Vielen herzlichen Dank, Herr Innenminister Huber. Wünscht die Fraktion DIE LINKE jetzt das Wort zur Begründung ihres Antrags? Ja, Frau Berninger, dann haben Sie jetzt das Wort.
Frau Präsidentin, meine Damen und Herren, es ist Ausdruck einer nachvollziehbaren Einstellung, so viel wie möglich tun zu wollen, um Unfälle, insbesondere solche, bei denen Kinder verletzt werden oder zu Tode kommen, gänzlich ausschließen zu können.
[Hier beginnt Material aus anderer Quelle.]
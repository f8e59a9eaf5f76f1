use std::{
    fmt,
    sync::{
        atomic::{AtomicUsize, Ordering},
        Arc,
    },
};

use reqwest::Url;

use crate::{Call, CallFactory, DispatchError, QosCondition, Request, UrlSelector};

/// Default ceiling on server-directed redirects per dispatcher.
pub const DEFAULT_MAX_REDIRECTS: usize = 20;

/// Computes the next call after a QoS failure.
///
/// One dispatcher is shared by every request of a client. The redirect
/// budget is counted across all of them for the dispatcher's lifetime, not
/// per request.
pub struct QosDispatcher {
    urls: Arc<dyn UrlSelector>,
    calls: Arc<dyn CallFactory>,
    num_redirects: AtomicUsize,
    max_redirects: usize,
}

impl fmt::Debug for QosDispatcher {
    fn fmt(&self, f: &mut fmt::Formatter<'_>) -> fmt::Result {
        f.debug_struct("QosDispatcher")
            .field(
                "base_urls",
                &self
                    .urls
                    .base_urls()
                    .iter()
                    .map(Url::as_str)
                    .collect::<Vec<_>>(),
            )
            .field("redirects_used", &self.redirects_used())
            .field("max_redirects", &self.max_redirects)
            .finish()
    }
}

impl QosDispatcher {
    pub fn new(urls: Arc<dyn UrlSelector>, calls: Arc<dyn CallFactory>) -> Self {
        Self {
            urls,
            calls,
            num_redirects: AtomicUsize::new(0),
            max_redirects: DEFAULT_MAX_REDIRECTS,
        }
    }

    /// Overrides the redirect ceiling.
    pub fn with_max_redirects(mut self, max_redirects: usize) -> Self {
        self.max_redirects = max_redirects;
        self
    }

    pub fn max_redirects(&self) -> usize {
        self.max_redirects
    }

    /// Number of `RetryOther` redirects honored so far.
    pub fn redirects_used(&self) -> usize {
        self.num_redirects.load(Ordering::SeqCst)
    }

    pub fn url_selector(&self) -> &Arc<dyn UrlSelector> {
        &self.urls
    }

    pub fn call_factory(&self) -> &Arc<dyn CallFactory> {
        &self.calls
    }

    /// Returns the call to issue after `previous` failed with `condition`.
    ///
    /// - `Throttle`: an unsent clone of `previous`.
    /// - `Unavailable`: the same request moved to the next host in rotation.
    /// - `RetryOther`: the same request moved to the validated redirect
    ///   target; consumes one unit of the redirect budget.
    pub fn next_call(
        &self,
        previous: &Call,
        condition: &QosCondition,
    ) -> Result<Call, DispatchError> {
        match condition {
            QosCondition::Throttle { .. } => Ok(self.calls.clone_call(previous)),
            QosCondition::Unavailable => self.next_host(previous.request()),
            QosCondition::RetryOther(target) => self.redirect(previous.request(), target),
        }
    }

    fn next_host(&self, previous: &Request) -> Result<Call, DispatchError> {
        let redirect_to = self
            .urls
            .redirect_to_next(previous.url())
            .ok_or_else(|| DispatchError::NoNextUrl {
                url: previous.url().clone(),
            })?;

        #[cfg(feature = "tracing")]
        tracing::debug!(from = %previous.url(), to = %redirect_to, "failing over to next host");

        Ok(self.redirected_call(previous, redirect_to))
    }

    fn redirect(&self, previous: &Request, target: &str) -> Result<Call, DispatchError> {
        if !self.try_consume_redirect() {
            #[cfg(feature = "tracing")]
            tracing::warn!(
                url = %previous.url(),
                max_redirects = self.max_redirects,
                "redirect budget exhausted"
            );
            return Err(DispatchError::RedirectBudgetExceeded {
                url: previous.url().clone(),
                max_redirects: self.max_redirects,
            });
        }

        let redirect_to = self
            .urls
            .redirect_to(previous.url(), target)
            .ok_or_else(|| DispatchError::UnresolvedRedirect {
                location: target.to_owned(),
                base_urls: self.urls.base_urls(),
            })?;

        #[cfg(feature = "tracing")]
        tracing::debug!(
            from = %previous.url(),
            to = %redirect_to,
            redirects_used = self.redirects_used(),
            "following server redirect"
        );

        Ok(self.redirected_call(previous, redirect_to))
    }

    // Check and increment in one CAS step; the counter never moves past the
    // ceiling.
    fn try_consume_redirect(&self) -> bool {
        let max = self.max_redirects;
        self.num_redirects
            .fetch_update(Ordering::SeqCst, Ordering::SeqCst, |used| {
                (used < max).then_some(used + 1)
            })
            .is_ok()
    }

    fn redirected_call(&self, previous: &Request, redirect_to: Url) -> Call {
        self.calls.new_call(previous.with_url(redirect_to))
    }
}

#[cfg(test)]
mod tests {
    use std::{
        sync::{
            atomic::{AtomicUsize, Ordering},
            Arc,
        },
        thread,
    };

    use reqwest::{
        header::{HeaderValue, AUTHORIZATION},
        Method, Url,
    };

    use super::{QosDispatcher, DEFAULT_MAX_REDIRECTS};
    use crate::{Call, CallFactory, DispatchError, QosCondition, Request, UrlSelector};

    struct FixedSelector {
        next: Option<Url>,
        redirect: Option<Url>,
    }

    impl UrlSelector for FixedSelector {
        fn redirect_to_next(&self, _current: &Url) -> Option<Url> {
            self.next.clone()
        }

        fn redirect_to(&self, _current: &Url, target: &str) -> Option<Url> {
            self.redirect
                .clone()
                .filter(|resolved| resolved.as_str().trim_end_matches('/') == target)
        }

        fn base_urls(&self) -> Vec<Url> {
            vec![Url::parse("https://a").unwrap(), Url::parse("https://b").unwrap()]
        }
    }

    #[derive(Default)]
    struct CountingFactory {
        built: AtomicUsize,
        cloned: AtomicUsize,
    }

    impl CallFactory for CountingFactory {
        fn new_call(&self, request: Request) -> Call {
            self.built.fetch_add(1, Ordering::SeqCst);
            Call::new(request)
        }

        fn clone_call(&self, call: &Call) -> Call {
            self.cloned.fetch_add(1, Ordering::SeqCst);
            call.clone()
        }
    }

    fn previous_call() -> Call {
        Call::new(
            Request::new(Method::POST, Url::parse("https://a/api/things").unwrap())
                .with_header(AUTHORIZATION, HeaderValue::from_static("Bearer t"))
                .with_body(b"payload".to_vec()),
        )
    }

    fn dispatcher(
        next: Option<&str>,
        redirect: Option<&str>,
    ) -> (QosDispatcher, Arc<CountingFactory>) {
        let selector = FixedSelector {
            next: next.map(|raw| Url::parse(raw).unwrap()),
            redirect: redirect.map(|raw| Url::parse(raw).unwrap()),
        };
        let factory = Arc::new(CountingFactory::default());
        (
            QosDispatcher::new(Arc::new(selector), factory.clone()),
            factory,
        )
    }

    #[test]
    fn throttle_clones_previous_call() {
        let (dispatcher, factory) = dispatcher(None, None);
        let previous = previous_call();

        let next = dispatcher
            .next_call(&previous, &QosCondition::throttle())
            .unwrap();

        assert_eq!(next, previous);
        assert_eq!(factory.cloned.load(Ordering::SeqCst), 1);
        assert_eq!(factory.built.load(Ordering::SeqCst), 0);
        assert_eq!(dispatcher.redirects_used(), 0);
    }

    #[test]
    fn unavailable_moves_request_to_next_host() {
        let (dispatcher, factory) = dispatcher(Some("https://b/api/things"), None);
        let previous = previous_call();

        let next = dispatcher
            .next_call(&previous, &QosCondition::Unavailable)
            .unwrap();

        assert_eq!(next.request().url().as_str(), "https://b/api/things");
        assert_eq!(next.request().method(), previous.request().method());
        assert_eq!(next.request().headers(), previous.request().headers());
        assert_eq!(next.request().body(), previous.request().body());
        assert_eq!(factory.built.load(Ordering::SeqCst), 1);
        assert_eq!(dispatcher.redirects_used(), 0);
    }

    #[test]
    fn unavailable_without_next_host_is_resolution_failure() {
        let (dispatcher, _) = dispatcher(None, None);

        let err = dispatcher
            .next_call(&previous_call(), &QosCondition::Unavailable)
            .expect_err("no next host must fail");

        assert!(matches!(err, DispatchError::NoNextUrl { .. }));
        assert!(err.is_resolution_failure());
        assert!(err.to_string().contains("failed to determine valid next URL"));
        assert_eq!(dispatcher.redirects_used(), 0);
    }

    #[test]
    fn retry_other_moves_request_to_resolved_target() {
        let (dispatcher, _) = dispatcher(None, Some("https://b"));
        let previous = previous_call();

        let next = dispatcher
            .next_call(&previous, &QosCondition::retry_other("https://b"))
            .unwrap();

        assert_eq!(next.request().url().as_str(), "https://b/");
        assert_eq!(next.request().body(), Some(&b"payload"[..]));
        assert_eq!(dispatcher.redirects_used(), 1);
    }

    #[test]
    fn retry_other_unresolved_names_target_and_base_urls() {
        let (dispatcher, _) = dispatcher(None, Some("https://b"));

        let err = dispatcher
            .next_call(&previous_call(), &QosCondition::retry_other("https://c"))
            .expect_err("unknown target must fail");

        match &err {
            DispatchError::UnresolvedRedirect {
                location,
                base_urls,
            } => {
                assert_eq!(location, "https://c");
                assert_eq!(base_urls.len(), 2);
            }
            other => panic!("expected unresolved redirect, got {other:?}"),
        }
        assert!(err.is_resolution_failure());
    }

    #[test]
    fn twenty_first_redirect_exceeds_budget() {
        let (dispatcher, _) = dispatcher(None, Some("https://b"));
        let previous = previous_call();
        let condition = QosCondition::retry_other("https://b");

        for _ in 0..DEFAULT_MAX_REDIRECTS {
            let next = dispatcher.next_call(&previous, &condition).unwrap();
            assert_eq!(next.request().url().as_str(), "https://b/");
        }

        let err = dispatcher
            .next_call(&previous, &condition)
            .expect_err("21st redirect must fail");
        assert!(err.is_redirect_budget_exceeded());
        assert!(err.to_string().contains("https://a/api/things"));
        assert_eq!(dispatcher.redirects_used(), DEFAULT_MAX_REDIRECTS);
    }

    #[test]
    fn exhausted_budget_fails_even_when_target_is_unresolvable() {
        let (dispatcher, _) = dispatcher(None, None);
        let dispatcher = dispatcher.with_max_redirects(0);

        let err = dispatcher
            .next_call(&previous_call(), &QosCondition::retry_other("https://b"))
            .expect_err("budget must be checked first");
        assert!(err.is_redirect_budget_exceeded());
    }

    #[test]
    fn unresolved_redirect_still_consumes_budget() {
        let (dispatcher, factory) = dispatcher(None, Some("https://b"));
        assert_eq!(dispatcher.redirects_used(), 0);

        let err = dispatcher
            .next_call(&previous_call(), &QosCondition::retry_other("https://c"))
            .expect_err("unknown target must fail");

        assert!(matches!(err, DispatchError::UnresolvedRedirect { .. }));
        assert_eq!(dispatcher.redirects_used(), 1);
        assert_eq!(factory.built.load(Ordering::SeqCst), 0);
    }

    #[test]
    fn budget_is_shared_across_requests() {
        let (dispatcher, _) = dispatcher(None, Some("https://b"));
        let dispatcher = dispatcher.with_max_redirects(2);
        let condition = QosCondition::retry_other("https://b");
        let first = previous_call();
        let second = Call::new(Request::get(Url::parse("https://a/other").unwrap()));

        dispatcher.next_call(&first, &condition).unwrap();
        dispatcher.next_call(&second, &condition).unwrap();
        assert!(dispatcher
            .next_call(&first, &condition)
            .unwrap_err()
            .is_redirect_budget_exceeded());
        assert!(dispatcher
            .next_call(&second, &QosCondition::throttle())
            .is_ok());
    }

    #[test]
    fn concurrent_redirects_never_exceed_budget() {
        let (dispatcher, _) = dispatcher(None, Some("https://b"));
        let successes = AtomicUsize::new(0);
        let failures = AtomicUsize::new(0);
        let condition = QosCondition::retry_other("https://b");

        thread::scope(|scope| {
            for _ in 0..64 {
                scope.spawn(|| {
                    match dispatcher.next_call(&previous_call(), &condition) {
                        Ok(_) => successes.fetch_add(1, Ordering::SeqCst),
                        Err(err) => {
                            assert!(err.is_redirect_budget_exceeded());
                            failures.fetch_add(1, Ordering::SeqCst)
                        }
                    };
                });
            }
        });

        assert_eq!(successes.load(Ordering::SeqCst), DEFAULT_MAX_REDIRECTS);
        assert_eq!(failures.load(Ordering::SeqCst), 64 - DEFAULT_MAX_REDIRECTS);
        assert_eq!(dispatcher.redirects_used(), DEFAULT_MAX_REDIRECTS);
    }
}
Aber es ist sicherlich auch Ausdruck dessen, dass man die eigene Handlungsunfähigkeit nicht akzeptieren will, wenn nach einem solch tragischen Unfall als Erstes der Ruf aus der Politik ertönt, bestehende Regelungen verschärfen zu müssen. Nur manchmal ist es aber eben der Sache nicht dienlich, wenn Politik nur um der Schlagzeile willen oder zur Bedienung einer angenommenen Meinung oder auch nur - allzu verständlich - zur Beruhigung des eigenen Gewissens reagiert, ohne sich die Zeit zu nehmen, einmal zu hinterfragen, ob die geforderten Regelungen auch tatsächlich sachgerecht und sinnvoll sind.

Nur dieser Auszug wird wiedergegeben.